Grief in the time of coronavirus
Many have made huge sacrifices during the lockdown, but none like the grieving families unable to hold funerals or tangihanga for loved ones.
On the driveway of a suburban Christchurch home, a family gather near a table bearing face masks and disinfectant, their heads bowed, tears flowing.
A mourner wails ‘‘Mum’’. The plaintive cry echoes around the otherwise silent street as relatives carry the coffin of Elisapeta Fatualetala Fruean, 73, to a waiting hearse.
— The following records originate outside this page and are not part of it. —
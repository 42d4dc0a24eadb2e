mod common;

use std::sync::Arc;

use anyhow::Result;
use auth_gate::create_app;
use axum::body::Body;
use axum::http::{Request, StatusCode};
use serde_json::Value;
use tower::util::ServiceExt;

use common::StubBackend;

#[tokio::test]
async fn health_reports_backend_reachability() -> Result<()> {
    let backend = Arc::new(StubBackend::default());
    let app = create_app(backend);

    let req = Request::builder().uri("/api/health").body(Body::empty())?;
    let resp = app.oneshot(req).await?;
    assert_eq!(resp.status(), StatusCode::OK);

    let bytes = axum::body::to_bytes(resp.into_body(), usize::MAX).await?;
    let body: Value = serde_json::from_slice(&bytes)?;
    assert_eq!(body["status"], "ok");
    assert_eq!(body["backend_ok"], true);

    Ok(())
}

#[tokio::test]
async fn health_stays_200_when_the_backend_is_down() -> Result<()> {
    let backend = Arc::new(StubBackend::default().failing("/"));
    let app = create_app(backend);

    let req = Request::builder().uri("/api/health").body(Body::empty())?;
    let resp = app.oneshot(req).await?;
    assert_eq!(resp.status(), StatusCode::OK);

    let bytes = axum::body::to_bytes(resp.into_body(), usize::MAX).await?;
    let body: Value = serde_json::from_slice(&bytes)?;
    assert_eq!(body["backend_ok"], false);
    assert_eq!(body["backend_error"], "connection refused");

    Ok(())
}
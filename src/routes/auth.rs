use axum::extract::{Query, State};
use axum::http::HeaderMap;
use axum::Json;
use serde::{Deserialize, Serialize};
use utoipa::ToSchema;

use crate::app::AppState;
use crate::auth::AccessGrant;
use crate::errors::{AppResult, ErrorResponse};

#[derive(Debug, Deserialize)]
pub struct CheckParams {
    pub permission: Option<String>,
    pub district: Option<String>,
}

#[derive(Debug, Deserialize)]
pub struct CheckUrlParams {
    pub path: Option<String>,
}

#[derive(Debug, Serialize, ToSchema)]
pub struct UrlStatus {
    pub status: u16,
}

#[utoipa::path(
    get,
    path = "/auth/check",
    tag = "Auth",
    params(
        ("permission" = Option<String>, Query, description = "Permission name to check"),
        ("district" = Option<String>, Query, description = "District the caller wants to operate on"),
    ),
    responses(
        (status = 200, description = "Caller may proceed", body = AccessGrant),
        (status = 401, description = "No valid session", body = ErrorResponse),
        (status = 403, description = "Insufficient privileges", body = ErrorResponse),
        (status = 500, description = "Backend failure after authentication", body = ErrorResponse)
    )
)]
pub async fn check(
    State(state): State<AppState>,
    headers: HeaderMap,
    Query(params): Query<CheckParams>,
) -> AppResult<Json<AccessGrant>> {
    let permission = params.permission.unwrap_or_default();
    // an empty district means the caller did not ask for one
    let district = params.district.as_deref().filter(|district| !district.is_empty());

    let grant = state
        .auth
        .check_permission(&headers, &permission, district)
        .await?;

    Ok(Json(grant))
}

#[utoipa::path(
    get,
    path = "/auth/check-url",
    tag = "Auth",
    params(
        ("path" = Option<String>, Query, description = "Backend path to probe with the caller's credentials"),
    ),
    responses(
        (status = 200, description = "Raw backend status for the probed path", body = UrlStatus),
        (status = 400, description = "No path given", body = ErrorResponse),
        (status = 500, description = "Backend unreachable", body = ErrorResponse)
    )
)]
pub async fn check_url(
    State(state): State<AppState>,
    headers: HeaderMap,
    Query(params): Query<CheckUrlParams>,
) -> AppResult<Json<UrlStatus>> {
    let status = state.auth.check_url(&headers, params.path.as_deref()).await?;
    Ok(Json(UrlStatus { status }))
}
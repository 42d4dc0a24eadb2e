use std::sync::Arc;

use axum::http::HeaderMap;
use serde::Serialize;
use utoipa::ToSchema;

use crate::authz::{resolve_district, Identity, PolicyTable};
use crate::backend::Backend;
use crate::errors::{AppError, AppResult};
use crate::models::session::SessionResponse;
use crate::models::user::UserDoc;

/// Success verdict of a permission check: who the caller is and, when the
/// operation is district-scoped, which district they ended up with.
#[derive(Debug, Clone, PartialEq, Eq, Serialize, ToSchema)]
pub struct AccessGrant {
    pub user: String,
    #[serde(skip_serializing_if = "Option::is_none")]
    pub district: Option<String>,
}

/// Composes session resolution, the role policy, and district scoping into
/// the two checks exposed to callers. Holds no state of its own; every check
/// asks the backend afresh.
pub struct AuthService {
    backend: Arc<dyn Backend>,
    policy: Arc<PolicyTable>,
}

impl AuthService {
    pub fn new(backend: Arc<dyn Backend>, policy: Arc<PolicyTable>) -> Self {
        Self { backend, policy }
    }

    /// Establish who is calling. This is the only place an [`Identity`] is
    /// built from outside input; a session without a named user is treated
    /// the same as no session at all.
    async fn resolve_identity(&self, headers: &HeaderMap) -> AppResult<Identity> {
        let body = self
            .backend
            .get_json("/_session", headers)
            .await
            .map_err(|err| AppError::unauthorized(err.to_string()))?;

        serde_json::from_value::<SessionResponse>(body)
            .ok()
            .and_then(|session| session.user_ctx)
            .and_then(|ctx| match ctx.name {
                Some(name) if !name.is_empty() => {
                    Some(Identity::new(name).with_roles(ctx.roles))
                }
                _ => None,
            })
            .ok_or_else(|| AppError::unauthorized("Not logged in"))
    }

    async fn fetch_profile(&self, name: &str, headers: &HeaderMap) -> AppResult<UserDoc> {
        let path = format!("/_users/org.couchdb.user:{name}");
        let body = self
            .backend
            .get_json(&path, headers)
            .await
            .map_err(|err| AppError::upstream(err.to_string()))?;

        // A body without the expected fields (or not an object at all) is an
        // unrestricted profile, not an error.
        Ok(serde_json::from_value(body).unwrap_or_default())
    }

    /// Full permission + district-scope check. The profile fetch only
    /// happens once the permission check has passed; a denied caller must
    /// not trigger a profile read.
    pub async fn check_permission(
        &self,
        headers: &HeaderMap,
        permission: &str,
        district_request: Option<&str>,
    ) -> AppResult<AccessGrant> {
        let identity = self.resolve_identity(headers).await?;

        if identity.is_admin() {
            return Ok(AccessGrant {
                user: identity.name,
                district: None,
            });
        }

        if !self.policy.allows(&identity, permission) {
            tracing::debug!(
                user = %identity.name,
                permission = %permission,
                "permission denied"
            );
            return Err(AppError::forbidden("Insufficient privileges"));
        }

        let profile = self.fetch_profile(&identity.name, headers).await?;
        let district = resolve_district(district_request, profile.facility_id.as_deref())?;

        Ok(AccessGrant {
            user: identity.name,
            district,
        })
    }

    /// Reachability probe: whether `path` answers with the caller's
    /// credentials. The status code is handed back uninterpreted; the
    /// backend owns the permission semantics of arbitrary paths.
    pub async fn check_url(&self, headers: &HeaderMap, path: Option<&str>) -> AppResult<u16> {
        let path = match path {
            Some(path) if !path.is_empty() => path,
            _ => return Err(AppError::bad_request("No path given")),
        };

        self.backend
            .head(path, headers)
            .await
            .map_err(|err| AppError::upstream(err.to_string()))
    }
}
Undertaker Steven Phillips, in protective clothing and cobalt blue disposable gloves, stands respectfully to one side, hands clasped together in front of him.
It’s the last goodbye for their beloved mother, nana, aunty, grandmother and greatgrandmother. She was cremated with no family members allowed to be present.
This is the grim reality of death in the time of coronavirus.
During level 4 of the lockdown, restrictions meant cultural and religious rites were forbidden.
Many have made great personal sacrifices during this time for the benefit of the wider community.
Robbed of their loved ones, the lockdown meant grieving families have also been robbed of the opportunity to pay their respects and honour their lives.
Some New Zealanders died alone, separated from loved ones and familiar faces, living their final days surrounded only by masked strangers.
Grieving families had three options: the deceased could be kept at the funeral parlour until after the lockdown or be buried or cremated immediately, often without family present.
Our dead and their families have respected the lockdown rules but suffered ‘‘grave indignity’’ in recent weeks, say funeral workers.
At level 3, these restrictions had eased slightly but only a small private gathering of up to 10 people is permitted. Only those in the deceased’s ‘‘immediate bubble’’, or with whom they were self-isolating before death, could attend. No food or drink was allowed.
Those people could view the body but kissing, washing or touching the body could not occur.
Ahead of the lockdown, Fruean family members made hasty trips from around New Zealand and Australia for their matriarch’s final days.
The driveway farewell was the closest the family came to a funeral service. Others, alone in their homes or in small groups, viewed the driveway farewell remotely from around New Zealand and Samoa, connected only by a laptop or smartphone screen. The footage was captured by shaking hands.
Five days earlier, on March 23, Moira Sa’imoa had taken breakfast to her unwell mother. Then she’d called emergency services, watching on helplessly as her mother’s health deteriorated before her eyes.
Ambulance officers had tended to her dying mother, for whom Sa’imoa had cared during years of treatment for first ovarian and, later, lung cancer.
The woman everyone called Peta died of a heart attack about midday on March 23, her joyous yet frail heart beating for the final time, exactly a week before her 74th birthday.
She died surrounded by her four daughters and her beloved 6-yearold grandson, Isaiah, in the home she shared with daughter Moira and son-in-law Poe Sa’imoa.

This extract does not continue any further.